"""

// tests/common/mod.rs
//
// Shared helpers: scripted adapters, a table resolver, a fixed clock and a
// local axum server for HTTP-level adapter tests.
#![allow(dead_code)]

use std::collections::HashMap;
use std::net::IpAddr;
use std::sync::atomic::{AtomicBool, AtomicUsize, Ordering};
use std::sync::Arc;
use std::time::Duration;

use async_trait::async_trait;
use axum::Router;

use osint_aggregator::aggregate::{Aggregator, FixedClock};
use osint_aggregator::ingest::error::FetchError;
use osint_aggregator::ingest::types::{
    Capability, Provider, ProviderInput, ProviderOutput, ProviderPayload, Requirement, SourceId,
    TextItem,
};
use osint_aggregator::target::{ResolveFailure, Resolver};

/// 2025-10-06T10:00:00Z
pub const FIXED_NOW: i64 = 1_759_744_800;

#[derive(Clone)]
pub enum Behaviour {
    Succeed(ProviderOutput),
    Fail(String),
    Panic,
}

/// Adapter double with a call counter and an optional artificial delay.
pub struct Stub {
    pub id: SourceId,
    pub requirement: Requirement,
    pub capability: Capability,
    pub delay: Duration,
    pub timeout: Duration,
    pub behaviour: Behaviour,
    pub calls: Arc<AtomicUsize>,
    /// Set only if the fetch body ran to completion.
    pub completed: Arc<AtomicBool>,
}

impl Stub {
    pub fn ok(id: SourceId, payload: ProviderPayload) -> Self {
        Self::with(id, Behaviour::Succeed(payload.into()))
    }

    pub fn output(id: SourceId, output: ProviderOutput) -> Self {
        Self::with(id, Behaviour::Succeed(output))
    }

    pub fn failing(id: SourceId, message: &str) -> Self {
        Self::with(id, Behaviour::Fail(message.to_string()))
    }

    pub fn panicking(id: SourceId) -> Self {
        Self::with(id, Behaviour::Panic)
    }

    fn with(id: SourceId, behaviour: Behaviour) -> Self {
        Self {
            id,
            requirement: Requirement::Target,
            capability: Capability::Ready,
            delay: Duration::ZERO,
            timeout: Duration::from_secs(5),
            behaviour,
            calls: Arc::new(AtomicUsize::new(0)),
            completed: Arc::new(AtomicBool::new(false)),
        }
    }

    pub fn needs_address(mut self) -> Self {
        self.requirement = Requirement::ResolvedAddress;
        self
    }

    pub fn missing(mut self, reason: &str) -> Self {
        self.capability = Capability::Missing(reason.to_string());
        self
    }

    pub fn slow(mut self, delay: Duration, timeout: Duration) -> Self {
        self.delay = delay;
        self.timeout = timeout;
        self
    }

    pub fn calls(&self) -> Arc<AtomicUsize> {
        Arc::clone(&self.calls)
    }

    pub fn completed(&self) -> Arc<AtomicBool> {
        Arc::clone(&self.completed)
    }
}

#[async_trait]
impl Provider for Stub {
    fn source_id(&self) -> SourceId {
        self.id
    }

    fn requirement(&self) -> Requirement {
        self.requirement
    }

    fn capability(&self) -> Capability {
        self.capability.clone()
    }

    fn timeout(&self) -> Duration {
        self.timeout
    }

    async fn fetch(&self, _input: &ProviderInput) -> Result<ProviderOutput, FetchError> {
        self.calls.fetch_add(1, Ordering::SeqCst);
        if !self.delay.is_zero() {
            tokio::time::sleep(self.delay).await;
        }
        self.completed.store(true, Ordering::SeqCst);
        match &self.behaviour {
            Behaviour::Succeed(out) => Ok(out.clone()),
            Behaviour::Fail(msg) => Err(FetchError::Transport(msg.clone())),
            Behaviour::Panic => panic!("stub adapter blew up"),
        }
    }
}

/// Resolver backed by a fixed table; unknown hosts are NXDOMAIN.
#[derive(Default)]
pub struct TableResolver {
    pub hosts: HashMap<String, Vec<IpAddr>>,
}

impl TableResolver {
    pub fn with(mut self, host: &str, addr: &str) -> Self {
        self.hosts
            .entry(host.to_string())
            .or_default()
            .push(addr.parse().expect("valid ip"));
        self
    }
}

#[async_trait]
impl Resolver for TableResolver {
    async fn resolve(&self, host: &str) -> Result<Vec<IpAddr>, ResolveFailure> {
        self.hosts
            .get(host)
            .cloned()
            .ok_or_else(|| ResolveFailure::NotFound("Name or service not known".into()))
    }
}

pub fn aggregator(resolver: TableResolver) -> Aggregator {
    Aggregator::new(Arc::new(resolver)).with_clock(Arc::new(FixedClock::at_unix(FIXED_NOW)))
}

pub fn text_item(id: SourceId, text: &str, ts: i64) -> TextItem {
    TextItem {
        source_id: id,
        title: text.to_string(),
        text: text.to_string(),
        published_at: chrono::DateTime::from_timestamp(ts, 0),
    }
}

/// Serve `router` on an ephemeral local port; returns its base URL.
pub async fn serve(router: Router) -> String {
    let listener = tokio::net::TcpListener::bind("127.0.0.1:0")
        .await
        .expect("bind mock server");
    let addr = listener.local_addr().expect("local addr");
    tokio::spawn(async move {
        axum::serve(listener, router).await.expect("mock server");
    });
    format!("http://{addr}")
}

pub fn client() -> reqwest::Client {
    osint_aggregator::ingest::http::build_client("osint-aggregator-tests").expect("client")
}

"""

## How to complete this task
Give back exactly the lines beginning at the one with "pub fn client()" and ending at the final line of the material; both boundary lines belong in it.

## Reply
pub fn client() -> reqwest::Client {
    osint_aggregator::ingest::http::build_client("osint-aggregator-tests").expect("client")
}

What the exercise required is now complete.